La mia famiglia materna si trovò ad attraversare come una meteora l’epoca compresa tra la metà dell’Ottocento e quella del Novecento e la loro apparizione sulla scena avvenne nel cuore della cultura di quel mondo variegato, complesso e profondo che era l’impero austroungarico.

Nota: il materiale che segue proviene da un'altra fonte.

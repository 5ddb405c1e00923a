pub mod config;
pub mod content;
pub mod events;
pub mod gui;
pub mod sys;
use clap::{Parser, Subcommand};
use std::path::PathBuf;
use wheelwright::intent::Intent;
use wheelwright::protocol::{self, SOCKET_PATH};
use wheelwright::slot::SlotIndex;

#[derive(Parser, Debug)]
#[command(name = "wheelwright", version, about, long_about = None)]
struct Cli {
    #[command(subcommand)]
    command: Commands,

    /// Control socket of the running chakra instance
    #[arg(short = 's', long, default_value = SOCKET_PATH)]
    socket: PathBuf,
}

#[derive(Subcommand, Debug, Clone)]
enum Commands {
    /// Leave the start screen
    Advance,
    /// Return to the start screen
    Back,
    /// Rotate the wheel to the next slot
    Next,
    /// Rotate the wheel to the previous slot
    Prev,
    /// Open a slot's detail panel
    Select {
        /// Slot number, 0-9
        slot: usize,
    },
    /// Close the detail panel
    Close,
}

impl Commands {
    fn intent(&self) -> anyhow::Result<Intent> {
        Ok(match self {
            Commands::Advance => Intent::Advance,
            Commands::Back => Intent::Back,
            Commands::Next => Intent::RotateNext,
            Commands::Prev => Intent::RotatePrev,
            Commands::Select { slot } => Intent::Select(SlotIndex::new(*slot)?),
            Commands::Close => Intent::Close,
        })
    }
}

fn main() -> anyhow::Result<()> {
    env_logger::init();
    let cli = Cli::parse();

    let intent = cli.command.intent()?;
    log::debug!("Sending '{}' to {}", intent, cli.socket.display());
    protocol::send(&cli.socket, intent)?;
    Ok(())
}
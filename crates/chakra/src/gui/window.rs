use gtk::prelude::*;
use gtk4 as gtk;
use gtk4_layer_shell::{Edge, Layer, LayerShell};

/// Places the window on the overlay layer, covering the whole output.
/// Returns `false` when the compositor has no layer-shell support.
pub fn init_layer_shell(window: &gtk::ApplicationWindow) -> bool {
    if !gtk4_layer_shell::is_supported() {
        return false;
    }
    window.init_layer_shell();
    window.set_layer(Layer::Overlay);
    window.set_namespace(Some("chakra"));
    window.set_exclusive_zone(-1);
    for edge in [Edge::Left, Edge::Right, Edge::Top, Edge::Bottom] {
        window.set_anchor(edge, true);
    }
    window.set_keyboard_mode(gtk4_layer_shell::KeyboardMode::Exclusive);
    true
}

pub fn init_window(window: &gtk::ApplicationWindow, overlay: bool) {
    if overlay && !init_layer_shell(window) {
        log::warn!("Layer shell not supported here, opening a regular window");
    }
    if !overlay {
        window.set_default_size(1280, 800);
    }
}
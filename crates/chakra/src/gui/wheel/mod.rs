pub mod scene;
pub mod view;

pub use scene::Scene;
pub use view::draw;

/// Size of each halo layer behind the wheel, relative to the wheel width.
pub const AURA_LAYERS: [f64; 3] = [1.4, 1.87, 2.37];
/// Label text height as a fraction of the label box height.
pub const TEXT_FILL: f64 = 0.8;
pub const LABEL_STROKE_WIDTH: f64 = 3.0;
pub const RIM_WIDTH: f64 = 0.02;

Grazie a una fortunata formula segreta scoperta da un trisavolo, verniciarono gli scafi delle navi in tutto il mondo e, con la bulimia dei nouveaux riches, si abbeverarono a piene mani dell’arte e del pensiero del loro tempo. Musicisti, filosofi, scrittori e poeti si alternarono per anni sui divanetti di villa Veneziani. Adesso, vengono pubblicati libri, si tengono seminari su queste persone ma, allora, erano soltanto amici e conoscenti che venivano a prendere il tè.

Tra tutte le navi verniciate dalla mia famiglia, ci fu anche il Titanic e la mia bisnonna venne così invitata con il marito al viaggio inaugurale, ma quando scoprì di essere incinta e soffrendo di relative nausee, rinunciò a partire.

Forse per questo, grazie allo scampato pericolo dei miei avi, venni al mondo con delle grandi orecchie aperte, pronte a captare i primi segni del naufragio.